Project migrations - these are not triggered by language usages, but instead they themselves define the conditions, under which they should be run. These migrations are always applied to the whole project.

Language version

Languages store a version number in their module definition (.mpl) file. This number increases when a new migration is created in a language's "migration" aspect

Modules that use languages contain a version number associated with each used language reference in the module (.msd, .mpl) file. These represent the language version used by the module. The number changes when the corresponding migration is run against this module to migrate it to a later language version.

The version number of a language can be viewed and modified manually in the Properties dialog for a language:

Notice that there are two numbers available:

Language version - updated each time the structure of the language changes
Module version - updated each time the references to the nodes in the module were migrated. If you perform a migration on a module with sources, e.g. moving nodes, you need a migration, which will be run on references or on depending modules. Module version tracks that.

Migration assistant

When MPS detects that the modules within the currently open project refer to versions of languages older than the ones present, a Migration assistant is run. It prompts the user whether the migrations should be run in order to update the project to the most recent versions of the languages.

A detailed list of the migrations that will be run is presented to the user:

If the user triggers the migration, the project is fully migrated. In case of problems preventing the migration, a list of problems together with the list of not migrated code is presented to the user.

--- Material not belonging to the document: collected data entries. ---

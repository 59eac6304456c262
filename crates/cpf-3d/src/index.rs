use kiddo::immutable::float::kdtree::ImmutableKdTree;
use rayon::prelude::*;

/// A spatial index answering radius-neighbor queries over a point set.
pub trait SpatialIndex {
    /// Build the index over `points`, replacing any previous content.
    fn populate(&mut self, points: &[[f64; 3]]);

    /// For each query point, return the indices of the indexed points within `radius`.
    ///
    /// The order of the neighbors inside each list is ascending by index.
    fn radius_query(&self, queries: &[[f64; 3]], radius: f64) -> Vec<Vec<usize>>;
}

/// Spatial index backed by an immutable kd-tree.
#[derive(Default)]
pub struct KdTreeIndex {
    tree: Option<ImmutableKdTree<f64, u32, 3, 32>>,
    len: usize,
}

impl KdTreeIndex {
    /// Create an empty index.
    pub fn new() -> Self {
        Self::default()
    }

    /// Number of indexed points.
    pub fn len(&self) -> usize {
        self.len
    }

    /// Check if the index holds no points.
    pub fn is_empty(&self) -> bool {
        self.len == 0
    }
}

impl SpatialIndex for KdTreeIndex {
    fn populate(&mut self, points: &[[f64; 3]]) {
        self.len = points.len();
        self.tree = match points.is_empty() {
            true => {
                log::warn!("Populating a spatial index with an empty point set");
                None
            }
            false => Some(ImmutableKdTree::new_from_slice(points)),
        };
    }

    fn radius_query(&self, queries: &[[f64; 3]], radius: f64) -> Vec<Vec<usize>> {
        let Some(tree) = self.tree.as_ref() else {
            return vec![Vec::new(); queries.len()];
        };

        let radius_sq = radius * radius;
        queries
            .par_iter()
            .map(|query| {
                let mut neighbors = tree
                    .within_unsorted::<kiddo::SquaredEuclidean>(query, radius_sq)
                    .into_iter()
                    .map(|nn| nn.item as usize)
                    .collect::<Vec<_>>();
                neighbors.sort_unstable();
                neighbors
            })
            .collect()
    }
}

#[cfg(test)]
mod tests {
    use super::*;

    #[test]
    fn test_radius_query() {
        let points = vec![
            [0.0, 0.0, 0.0],
            [1.0, 0.0, 0.0],
            [0.0, 1.0, 0.0],
            [0.0, 0.0, 3.0],
        ];
        let mut index = KdTreeIndex::new();
        index.populate(&points);
        assert_eq!(index.len(), 4);

        let neighbors = index.radius_query(&points, 1.5);
        assert_eq!(neighbors[0], vec![0, 1, 2]);
        assert_eq!(neighbors[1], vec![0, 1, 2]);
        assert_eq!(neighbors[3], vec![3]);
    }

    #[test]
    fn test_radius_query_empty_index() {
        let mut index = KdTreeIndex::new();
        index.populate(&[]);
        assert!(index.is_empty());

        let neighbors = index.radius_query(&[[0.0, 0.0, 0.0]], 1.0);
        assert_eq!(neighbors, vec![Vec::<usize>::new()]);
    }
}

Defining language migrations

Migrations are defined as Migration Classes in the migrations aspect of your language definition. Migration Classes are nodes of the MigrationScript concept defined in the jetbrains.mps.lang.migration language.

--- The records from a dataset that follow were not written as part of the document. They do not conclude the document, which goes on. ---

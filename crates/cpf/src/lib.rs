#![doc = env!("CARGO_PKG_DESCRIPTION")]
//!
//! ```
//! use cpf::k3d::{PointCloud, Se3};
//! use cpf::registration::{ProcessOutcome, Registration, RegistrationParams};
//!
//! // a flat 8x8 patch
//! let points = (0..64)
//!     .map(|i| [(i % 8) as f64 * 0.02, (i / 8) as f64 * 0.02, 0.0])
//!     .collect::<Vec<_>>();
//! let model = PointCloud::from_oriented(points, vec![[0.0, 0.0, 1.0]; 64]);
//!
//! let mut session = Registration::new();
//! session.set_params(RegistrationParams {
//!     curvature_search_radius: 0.05,
//!     ..Default::default()
//! });
//! session.add_reference_model(&model, "plane").unwrap();
//! session.update_scene(&model).unwrap();
//!
//! match session.process().unwrap() {
//!     ProcessOutcome::Refined { rms, .. } => assert!(rms.is_finite()),
//!     ProcessOutcome::NoPose => assert_eq!(session.icp_pose(), Se3::IDENTITY),
//! }
//! ```

#[doc(inline)]
pub use cpf_3d as k3d;

#[doc(inline)]
pub use cpf_icp as icp;

#[doc(inline)]
pub use cpf_matching as matching;

#[doc(inline)]
pub use cpf_registration as registration;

Numbering of languages and migrations

The name of each migration script holds a number
Each migration script defines a from version property

When a new migration script is created, the language version is increased by 1 and the fromVersion field in the migration is set to old value of the language version. We can now say that the created migration script performs the migration from an old version to a new one.

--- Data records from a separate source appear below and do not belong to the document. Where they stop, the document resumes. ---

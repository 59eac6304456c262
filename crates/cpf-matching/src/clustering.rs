//! Pose candidates are clustered online in arrival order. Each candidate is compared with
//! the first member of every existing cluster and joins *every* cluster it is similar to,
//! adding its votes to each of them. A candidate similar to no cluster starts a new one.
//! The result therefore depends on the order of the candidates, and a candidate may be
//! counted in more than one cluster.

use cpf_3d::Se3;

use crate::{params::ValidatedParams, result::PoseCluster};

/// Errors raised by the clustering.
#[derive(thiserror::Error, Debug, PartialEq, Eq)]
pub enum ClusteringError {
    /// There was nothing to cluster.
    #[error("No pose candidates to cluster")]
    NoCandidates,
}

/// Similarity predicate between two poses.
#[derive(Debug, Clone, Copy, PartialEq)]
pub struct ClusterCriteria {
    /// Translations closer than this are similar.
    pub trans_threshold: f64,
    /// Rotation threshold in radians, only enforced with `rotation_check`.
    pub rot_threshold: f64,
    /// Enforce `rot_threshold`.
    pub rotation_check: bool,
}

impl ClusterCriteria {
    /// Whether `candidate` belongs to the cluster represented by `representative`.
    pub fn similar(&self, candidate: &Se3, representative: &Se3) -> bool {
        let delta_t = candidate.translation_distance(representative);
        let delta_r = candidate.rotation_angle_to(representative);
        delta_t < self.trans_threshold && (!self.rotation_check || delta_r < self.rot_threshold)
    }
}

impl From<&ValidatedParams> for ClusterCriteria {
    fn from(params: &ValidatedParams) -> Self {
        Self {
            trans_threshold: params.cluster_trans_threshold,
            rot_threshold: params.cluster_rot_threshold,
            rotation_check: params.cluster_rotation_check,
        }
    }
}

/// Clusters and their ranking.
#[derive(Debug, Clone, Default, PartialEq)]
pub struct Clusters {
    /// Clusters in creation order.
    pub clusters: Vec<PoseCluster>,
    /// `(votes, cluster id)` sorted by descending votes, ties in creation order.
    pub ranking: Vec<(u32, usize)>,
}

/// Cluster the pose candidates.
///
/// # Arguments
///
/// * `candidates` - The pose candidates in arrival order.
/// * `votes` - The votes of each candidate.
/// * `criteria` - The similarity predicate.
///
/// # Returns
///
/// The clusters and their ranking, or [`ClusteringError::NoCandidates`] if `candidates`
/// is empty.
///
/// PRECONDITION: `candidates` and `votes` have the same length.
pub fn cluster_poses(
    candidates: &[Se3],
    votes: &[u32],
    criteria: &ClusterCriteria,
) -> Result<Clusters, ClusteringError> {
    assert_eq!(candidates.len(), votes.len());

    if candidates.is_empty() {
        return Err(ClusteringError::NoCandidates);
    }

    let mut clusters: Vec<PoseCluster> = Vec::new();

    for (i, (pose, &vote)) in candidates.iter().zip(votes.iter()).enumerate() {
        let mut found = false;
        for cluster in clusters.iter_mut() {
            let Some(representative) = cluster.representative() else {
                continue;
            };
            if criteria.similar(pose, representative) {
                cluster.push(*pose, i, vote);
                found = true;
            }
        }

        if !found {
            clusters.push(PoseCluster::new(*pose, i, vote));
        }
    }

    let mut ranking = clusters
        .iter()
        .enumerate()
        .map(|(id, cluster)| (cluster.votes, id))
        .collect::<Vec<_>>();
    // stable: equal totals keep creation order
    ranking.sort_by(|a, b| b.0.cmp(&a.0));

    Ok(Clusters { clusters, ranking })
}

Numbering of languages and migrations tips and tricks

No migrations can be "missed". If a language contains a migration from version X and from version Y, it should also contain a migration for each versions between X and Y. If a migration is not found for some version, this means that no user is able to migrate from version X. Generation of such languages will end up with an error.
It's not necessary to store all migrations for a language. If some language was "published" and it's necessary to remove some of the older migrations, they could be removed. The from-versions of migrations left should form a range A..B, where A is any older version and B = <current version> - 1
If a migration is created by mistake and wasn't published (meaning no user has run it on his project), it can be freely removed. After removing the migration, execute "Correct Language version" from the language's context menu - this action allows to synchronize the language's version with the last migration's version. BE VERY CAREFUL when doing this.

Structure of a migration

There are several optional elements that migrations may provide:

execute after - to put an ordering constraint among migration scripts
produces annotation data - specifies the ConceptDeclaration that will be used to hold the migration data produced by this script and possibly consumed by a later migration script.
requires annotation data - specifies the ConceptDeclaration that will be used to represent the migration data produced by an earlier migration script. It also gives the data a logical name to represent it within this migration script.
produces data (deprecated)- legacy variant of transferring migration data, uses external files instead of node annotations.
requires data (deprecated)- legacy variant of tranferring migration data.
description - a helpful textual description of the script
execute method - each migration defines an execute() method, which performs the actual model conversion for user models. The method receives the user module as a parameter and may refer to the defined elements in the required annotation data section.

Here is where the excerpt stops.